Poles and wires lobby group Energy Network Australia’s acting chief executive Tamatha Smith said government intervention would create regulatory risks.
“ENA strongly opposes the use of the regulatory model to intervene in energy network businesses as it creates regulatory risks, increases costs and risks pushing prices up. The ACCC has acknowledged that a general write-down would introduce a ‘clear regulatory risk,” Ms Smith said.
Adrian Merrick, a former EnergyAustralia executive and head of electricity retailer Energy Locals, said the ACCC’s recommendations don’t go far enough.
“Asset write-downs on network assets, that tend to make up half an average bill, need to go further,” Mr Merrick told Fairfax Media.
“Any assistance from the government in these write-downs will simply move the cost to consumers to a different part of their finances.” Mr Merrick said the introduction of a regulated standing offer would be a boon for consumers, abolishing confusing and potentially misleading discount practices.
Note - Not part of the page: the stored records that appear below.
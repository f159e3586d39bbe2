//! Command-line front end.
//!
//! Each sub-command stands in for one page interaction: it loads the list,
//! routes a single action through the [`ListController`](crate::domain::ListController),
//! and renders the outcome as text.

use clap::{Args, Parser, Subcommand};

use crate::domain::{DraftField, UserId};

pub mod render;
mod run;

pub use run::{CliError, RunOutcome, execute};

/// `dashboard` command arguments.
#[derive(Debug, Clone, Parser)]
#[command(
    name = "dashboard",
    about = "Browse and manage user records held by a remote REST API",
    version
)]
pub struct CliArgs {
    /// API root; `/users` is appended. Overrides `DASHBOARD_API_BASE_URL`.
    #[arg(long = "api-base-url", value_name = "url")]
    pub api_base_url: Option<String>,
    /// Request timeout in seconds. Overrides `DASHBOARD_TIMEOUT_SECS`.
    #[arg(long = "timeout-secs", value_name = "seconds")]
    pub timeout_secs: Option<u64>,
    /// Action to perform.
    #[command(subcommand)]
    pub command: Command,
}

/// Dashboard actions.
#[derive(Debug, Clone, Subcommand)]
pub enum Command {
    /// Show every record as a table.
    List,
    /// Show one record in the detail view.
    View {
        /// Record id.
        #[arg(value_parser = parse_user_id)]
        id: UserId,
    },
    /// Submit the editor in create mode.
    Create(FieldArgs),
    /// Submit the editor on an existing record.
    Edit {
        /// Record id.
        #[arg(value_parser = parse_user_id)]
        id: UserId,
        /// Field values to change.
        #[command(flatten)]
        fields: FieldArgs,
    },
    /// Delete a record by id.
    Delete {
        /// Record id.
        #[arg(value_parser = parse_user_id)]
        id: UserId,
    },
}

/// Editor field values. Omitted flags leave the field as the editor opened it.
#[derive(Debug, Clone, Default, PartialEq, Eq, Args)]
pub struct FieldArgs {
    /// First name.
    #[arg(long = "first-name")]
    pub first_name: Option<String>,
    /// Last name.
    #[arg(long = "last-name")]
    pub last_name: Option<String>,
    /// Email address.
    #[arg(long)]
    pub email: Option<String>,
    /// Department name.
    #[arg(long)]
    pub department: Option<String>,
}

impl FieldArgs {
    /// Field edits in form order.
    pub fn edits(&self) -> impl Iterator<Item = (DraftField, &str)> {
        [
            (DraftField::FirstName, &self.first_name),
            (DraftField::LastName, &self.last_name),
            (DraftField::Email, &self.email),
            (DraftField::Department, &self.department),
        ]
        .into_iter()
        .filter_map(|(field, value)| value.as_deref().map(|value| (field, value)))
    }
}

fn parse_user_id(raw: &str) -> Result<UserId, String> {
    UserId::new(raw).map_err(|err| err.to_string())
}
“The statistic that discounts are achieved only about half the time for payment plan customers and even less for hardship customers is really shocking,” Mr Merrick said.
“Moving to a reference price is a smart move, as is the abolishment of standing offers, and I’d urge that recommendation to be implemented within three months so that bills start to improve before the summer season.
Retailers and generators seemed unfazed by the proposed caps on market control levels of 20 per cent.
They told Fairfax Media large operators were unlikely to increase their existing position through mergers or acquisition of fellow generators and instead would simply build new generation, which has no strictures around control levels.
“Artificial limits on ownership of generation capacity seems unnecessary when the ACCC already has the authority to review proposed mergers and acquisitions for impacts on competition, via its ‘effects test’,” Mr Collete said.
Government at fault
Despite broad industry backing, the Australian Energy Council pushed some responsibility for the broken market back onto the government, saying a lack of policy contributed to the current situation.
“The energy industry has been dealing with more than a decade of energy policy uncertainty that has had an adverse effect on much-needed investment in the wholesale market,” AEC chief executive Sarah McNamara said.
“We encourage the government to consult on the detail of the ACCC recommendations to avoid any unintended consequences, especially on those recommendations that involve market interventions.
“Such proposals must not unintentionally undermine the commercial functioning of the wholesale market, which can put taxpayer funds at risk and deter future private investment.”
For many electricity companies, the big question remained how many of these recommendations will the government actually take on – most recently the government took on all but one of the Finkel Review energy sector recommendations – and whether these can then be passed through the Coalition of Australian Governments Energy Council.
The market reacted poorly to the ACCC’s raft of recommendations, punishing the major listed electricity retailers.
AGL was down 6.8 per cent in trading, falling from an opening price of $22.24 to $21.20, while Origin slipped 3.9 per cent from $10.09 down to $9.64 before seeing a slight recovery to $9.70.